- _Problem description_
Print out every record below, exactly as written.

[Saved entries]
*** Begin section ***

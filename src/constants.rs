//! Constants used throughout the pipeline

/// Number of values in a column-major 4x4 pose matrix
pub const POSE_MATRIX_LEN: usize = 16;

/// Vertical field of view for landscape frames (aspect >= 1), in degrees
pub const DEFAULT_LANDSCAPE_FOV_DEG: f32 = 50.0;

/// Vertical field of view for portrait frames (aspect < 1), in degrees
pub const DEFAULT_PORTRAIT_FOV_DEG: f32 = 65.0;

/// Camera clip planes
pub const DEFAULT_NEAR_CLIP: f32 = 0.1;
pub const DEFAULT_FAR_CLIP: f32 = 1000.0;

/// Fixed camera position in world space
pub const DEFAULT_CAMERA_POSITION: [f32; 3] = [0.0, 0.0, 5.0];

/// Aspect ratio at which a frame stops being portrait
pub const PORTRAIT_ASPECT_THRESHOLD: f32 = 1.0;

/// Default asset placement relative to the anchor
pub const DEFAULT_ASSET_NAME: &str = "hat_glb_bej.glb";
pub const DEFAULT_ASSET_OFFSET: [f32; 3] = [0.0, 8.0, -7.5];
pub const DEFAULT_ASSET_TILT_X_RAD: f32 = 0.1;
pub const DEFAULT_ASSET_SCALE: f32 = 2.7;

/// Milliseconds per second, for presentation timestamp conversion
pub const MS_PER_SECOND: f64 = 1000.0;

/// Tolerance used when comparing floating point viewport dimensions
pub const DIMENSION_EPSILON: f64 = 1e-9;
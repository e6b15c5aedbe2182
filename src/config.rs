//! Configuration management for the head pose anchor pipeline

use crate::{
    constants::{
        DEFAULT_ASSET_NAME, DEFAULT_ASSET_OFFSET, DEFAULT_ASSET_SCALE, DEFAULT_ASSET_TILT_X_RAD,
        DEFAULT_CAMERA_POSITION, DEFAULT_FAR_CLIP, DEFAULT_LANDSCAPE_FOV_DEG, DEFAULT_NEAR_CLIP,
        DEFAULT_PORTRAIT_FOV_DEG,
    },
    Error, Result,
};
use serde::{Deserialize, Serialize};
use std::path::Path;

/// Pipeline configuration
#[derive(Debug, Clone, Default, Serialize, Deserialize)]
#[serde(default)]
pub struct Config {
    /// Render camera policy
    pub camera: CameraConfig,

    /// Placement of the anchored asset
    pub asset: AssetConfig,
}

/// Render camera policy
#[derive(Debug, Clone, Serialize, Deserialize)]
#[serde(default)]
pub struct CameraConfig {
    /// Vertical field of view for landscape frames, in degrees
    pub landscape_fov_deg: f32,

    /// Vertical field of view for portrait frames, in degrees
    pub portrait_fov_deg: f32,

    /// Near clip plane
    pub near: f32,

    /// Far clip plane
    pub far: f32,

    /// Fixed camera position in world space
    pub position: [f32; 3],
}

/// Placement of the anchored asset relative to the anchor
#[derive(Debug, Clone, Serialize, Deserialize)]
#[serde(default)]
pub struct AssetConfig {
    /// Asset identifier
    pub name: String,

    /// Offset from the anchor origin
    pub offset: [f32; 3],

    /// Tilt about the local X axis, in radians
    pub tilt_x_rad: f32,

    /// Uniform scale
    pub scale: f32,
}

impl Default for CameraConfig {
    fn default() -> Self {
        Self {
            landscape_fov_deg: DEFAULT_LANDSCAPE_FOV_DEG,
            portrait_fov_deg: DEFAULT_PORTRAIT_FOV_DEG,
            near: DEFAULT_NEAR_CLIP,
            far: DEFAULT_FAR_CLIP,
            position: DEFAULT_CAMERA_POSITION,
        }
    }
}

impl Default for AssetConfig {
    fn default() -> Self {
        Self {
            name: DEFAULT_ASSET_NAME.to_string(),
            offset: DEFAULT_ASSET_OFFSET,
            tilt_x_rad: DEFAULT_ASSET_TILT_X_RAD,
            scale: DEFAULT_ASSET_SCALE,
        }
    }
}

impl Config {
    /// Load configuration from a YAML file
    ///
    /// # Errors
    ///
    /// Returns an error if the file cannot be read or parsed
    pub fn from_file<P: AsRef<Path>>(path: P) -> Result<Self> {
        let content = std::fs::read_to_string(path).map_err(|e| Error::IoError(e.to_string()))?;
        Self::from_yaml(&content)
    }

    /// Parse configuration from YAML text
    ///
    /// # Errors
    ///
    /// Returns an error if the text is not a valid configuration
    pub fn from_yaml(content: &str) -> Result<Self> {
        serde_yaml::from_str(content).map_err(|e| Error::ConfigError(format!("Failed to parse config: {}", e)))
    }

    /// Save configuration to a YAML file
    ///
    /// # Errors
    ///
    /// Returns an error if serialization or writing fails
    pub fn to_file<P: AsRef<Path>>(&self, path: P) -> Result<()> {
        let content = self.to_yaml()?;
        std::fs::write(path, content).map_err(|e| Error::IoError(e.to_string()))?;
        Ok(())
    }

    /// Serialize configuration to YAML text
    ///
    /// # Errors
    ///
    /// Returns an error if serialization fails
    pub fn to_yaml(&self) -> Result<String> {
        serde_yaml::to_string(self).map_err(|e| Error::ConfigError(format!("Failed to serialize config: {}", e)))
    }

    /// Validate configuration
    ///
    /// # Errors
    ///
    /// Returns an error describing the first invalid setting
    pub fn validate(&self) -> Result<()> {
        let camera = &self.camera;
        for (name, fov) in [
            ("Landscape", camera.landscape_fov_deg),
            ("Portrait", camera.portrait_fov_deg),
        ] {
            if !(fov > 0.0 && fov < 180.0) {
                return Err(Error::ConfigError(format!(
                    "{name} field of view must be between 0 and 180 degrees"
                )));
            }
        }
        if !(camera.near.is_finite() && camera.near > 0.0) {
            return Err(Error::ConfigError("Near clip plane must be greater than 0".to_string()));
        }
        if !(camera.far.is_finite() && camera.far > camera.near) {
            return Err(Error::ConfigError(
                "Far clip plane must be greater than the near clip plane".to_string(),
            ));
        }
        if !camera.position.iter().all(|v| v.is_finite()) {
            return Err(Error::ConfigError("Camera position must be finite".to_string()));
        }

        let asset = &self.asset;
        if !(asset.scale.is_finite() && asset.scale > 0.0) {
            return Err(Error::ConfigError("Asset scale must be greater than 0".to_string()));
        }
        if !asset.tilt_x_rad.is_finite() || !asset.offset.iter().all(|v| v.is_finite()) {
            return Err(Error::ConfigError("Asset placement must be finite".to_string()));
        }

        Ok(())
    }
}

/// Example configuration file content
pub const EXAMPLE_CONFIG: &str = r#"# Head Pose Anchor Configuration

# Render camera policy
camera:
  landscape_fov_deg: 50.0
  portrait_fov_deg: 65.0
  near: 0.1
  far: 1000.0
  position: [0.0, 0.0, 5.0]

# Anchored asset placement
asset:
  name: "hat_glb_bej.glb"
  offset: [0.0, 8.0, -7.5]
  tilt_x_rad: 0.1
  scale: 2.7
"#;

*** End section ***

- _Reply_
filename src/constants.rs
//! Constants used throughout the pipeline

/// Number of values in a column-major 4x4 pose matrix
pub const POSE_MATRIX_LEN: usize = 16;

/// Vertical field of view for landscape frames (aspect >= 1), in degrees
pub const DEFAULT_LANDSCAPE_FOV_DEG: f32 = 50.0;

/// Vertical field of view for portrait frames (aspect < 1), in degrees
pub const DEFAULT_PORTRAIT_FOV_DEG: f32 = 65.0;

/// Camera clip planes
pub const DEFAULT_NEAR_CLIP: f32 = 0.1;
pub const DEFAULT_FAR_CLIP: f32 = 1000.0;

/// Fixed camera position in world space
pub const DEFAULT_CAMERA_POSITION: [f32; 3] = [0.0, 0.0, 5.0];

/// Aspect ratio at which a frame stops being portrait
pub const PORTRAIT_ASPECT_THRESHOLD: f32 = 1.0;

/// Default asset placement relative to the anchor
pub const DEFAULT_ASSET_NAME: &str = "hat_glb_bej.glb";
pub const DEFAULT_ASSET_OFFSET: [f32; 3] = [0.0, 8.0, -7.5];
pub const DEFAULT_ASSET_TILT_X_RAD: f32 = 0.1;
pub const DEFAULT_ASSET_SCALE: f32 = 2.7;

/// Milliseconds per second, for presentation timestamp conversion
pub const MS_PER_SECOND: f64 = 1000.0;

/// Tolerance used when comparing floating point viewport dimensions
pub const DIMENSION_EPSILON: f64 = 1e-9;
repository e6b15c5aedbe2182
filename src/config.rs
//! Configuration management for the head pose anchor pipeline

use crate::{
    constants::{
        DEFAULT_ASSET_NAME, DEFAULT_ASSET_OFFSET, DEFAULT_ASSET_SCALE, DEFAULT_ASSET_TILT_X_RAD,
        DEFAULT_CAMERA_POSITION, DEFAULT_FAR_CLIP, DEFAULT_LANDSCAPE_FOV_DEG, DEFAULT_NEAR_CLIP,
        DEFAULT_PORTRAIT_FOV_DEG,
    },
    Error, Result,
};
use serde::{Deserialize, Serialize};
use std::path::Path;

/// Pipeline configuration
#[derive(Debug, Clone, Default, Serialize, Deserialize)]
#[serde(default)]
pub struct Config {
    /// Render camera policy
    pub camera: CameraConfig,

    /// Placement of the anchored asset
    pub asset: AssetConfig,
}

/// Render camera policy
#[derive(Debug, Clone, Serialize, Deserialize)]
#[serde(default)]
pub struct CameraConfig {
    /// Vertical field of view for landscape frames, in degrees
    pub landscape_fov_deg: f32,

    /// Vertical field of view for portrait frames, in degrees
    pub portrait_fov_deg: f32,

    /// Near clip plane
    pub near: f32,

    /// Far clip plane
    pub far: f32,

    /// Fixed camera position in world space
    pub position: [f32; 3],
}

/// Placement of the anchored asset relative to the anchor
#[derive(Debug, Clone, Serialize, Deserialize)]
#[serde(default)]
pub struct AssetConfig {
    /// Asset identifier
    pub name: String,

    /// Offset from the anchor origin
    pub offset: [f32; 3],

    /// Tilt about the local X axis, in radians
    pub tilt_x_rad: f32,

    /// Uniform scale
    pub scale: f32,
}

impl Default for CameraConfig {
    fn default() -> Self {
        Self {
            landscape_fov_deg: DEFAULT_LANDSCAPE_FOV_DEG,
            portrait_fov_deg: DEFAULT_PORTRAIT_FOV_DEG,
            near: DEFAULT_NEAR_CLIP,
            far: DEFAULT_FAR_CLIP,
            position: DEFAULT_CAMERA_POSITION,
        }
    }
}

impl Default for AssetConfig {
    fn default() -> Self {
        Self {
            name: DEFAULT_ASSET_NAME.to_string(),
            offset: DEFAULT_ASSET_OFFSET,
            tilt_x_rad: DEFAULT_ASSET_TILT_X_RAD,
            scale: DEFAULT_ASSET_SCALE,
        }
    }
}

impl Config {
    /// Load configuration from a YAML file
    ///
    /// # Errors
    ///
    /// Returns an error if the file cannot be read or parsed
    pub fn from_file<P: AsRef<Path>>(path: P) -> Result<Self> {
        let content = std::fs::read_to_string(path).map_err(|e| Error::IoError(e.to_string()))?;
        Self::from_yaml(&content)
    }

    /// Parse configuration from YAML text
    ///
    /// # Errors
    ///
    /// Returns an error if the text is not a valid configuration
    pub fn from_yaml(content: &str) -> Result<Self> {
        serde_yaml::from_str(content).map_err(|e| Error::ConfigError(format!("Failed to parse config: {}", e)))
    }

    /// Save configuration to a YAML file
    ///
    /// # Errors
    ///
    /// Returns an error if serialization or writing fails
    pub fn to_file<P: AsRef<Path>>(&self, path: P) -> Result<()> {
        let content = self.to_yaml()?;
        std::fs::write(path, content).map_err(|e| Error::IoError(e.to_string()))?;
        Ok(())
    }

    /// Serialize configuration to YAML text
    ///
    /// # Errors
    ///
    /// Returns an error if serialization fails
    pub fn to_yaml(&self) -> Result<String> {
        serde_yaml::to_string(self).map_err(|e| Error::ConfigError(format!("Failed to serialize config: {}", e)))
    }

    /// Validate configuration
    ///
    /// # Errors
    ///
    /// Returns an error describing the first invalid setting
    pub fn validate(&self) -> Result<()> {
        let camera = &self.camera;
        for (name, fov) in [
            ("Landscape", camera.landscape_fov_deg),
            ("Portrait", camera.portrait_fov_deg),
        ] {
            if !(fov > 0.0 && fov < 180.0) {
                return Err(Error::ConfigError(format!(
                    "{name} field of view must be between 0 and 180 degrees"
                )));
            }
        }
        if !(camera.near.is_finite() && camera.near > 0.0) {
            return Err(Error::ConfigError("Near clip plane must be greater than 0".to_string()));
        }
        if !(camera.far.is_finite() && camera.far > camera.near) {
            return Err(Error::ConfigError(
                "Far clip plane must be greater than the near clip plane".to_string(),
            ));
        }
        if !camera.position.iter().all(|v| v.is_finite()) {
            return Err(Error::ConfigError("Camera position must be finite".to_string()));
        }

        let asset = &self.asset;
        if !(asset.scale.is_finite() && asset.scale > 0.0) {
            return Err(Error::ConfigError("Asset scale must be greater than 0".to_string()));
        }
        if !asset.tilt_x_rad.is_finite() || !asset.offset.iter().all(|v| v.is_finite()) {
            return Err(Error::ConfigError("Asset placement must be finite".to_string()));
        }

        Ok(())
    }
}

/// Example configuration file content
pub const EXAMPLE_CONFIG: &str = r#"# Head Pose Anchor Configuration

# Render camera policy
camera:
  landscape_fov_deg: 50.0
  portrait_fov_deg: 65.0
  near: 0.1
  far: 1000.0
  position: [0.0, 0.0, 5.0]

# Anchored asset placement
asset:
  name: "hat_glb_bej.glb"
  offset: [0.0, 8.0, -7.5]
  tilt_x_rad: 0.1
  scale: 2.7
"#;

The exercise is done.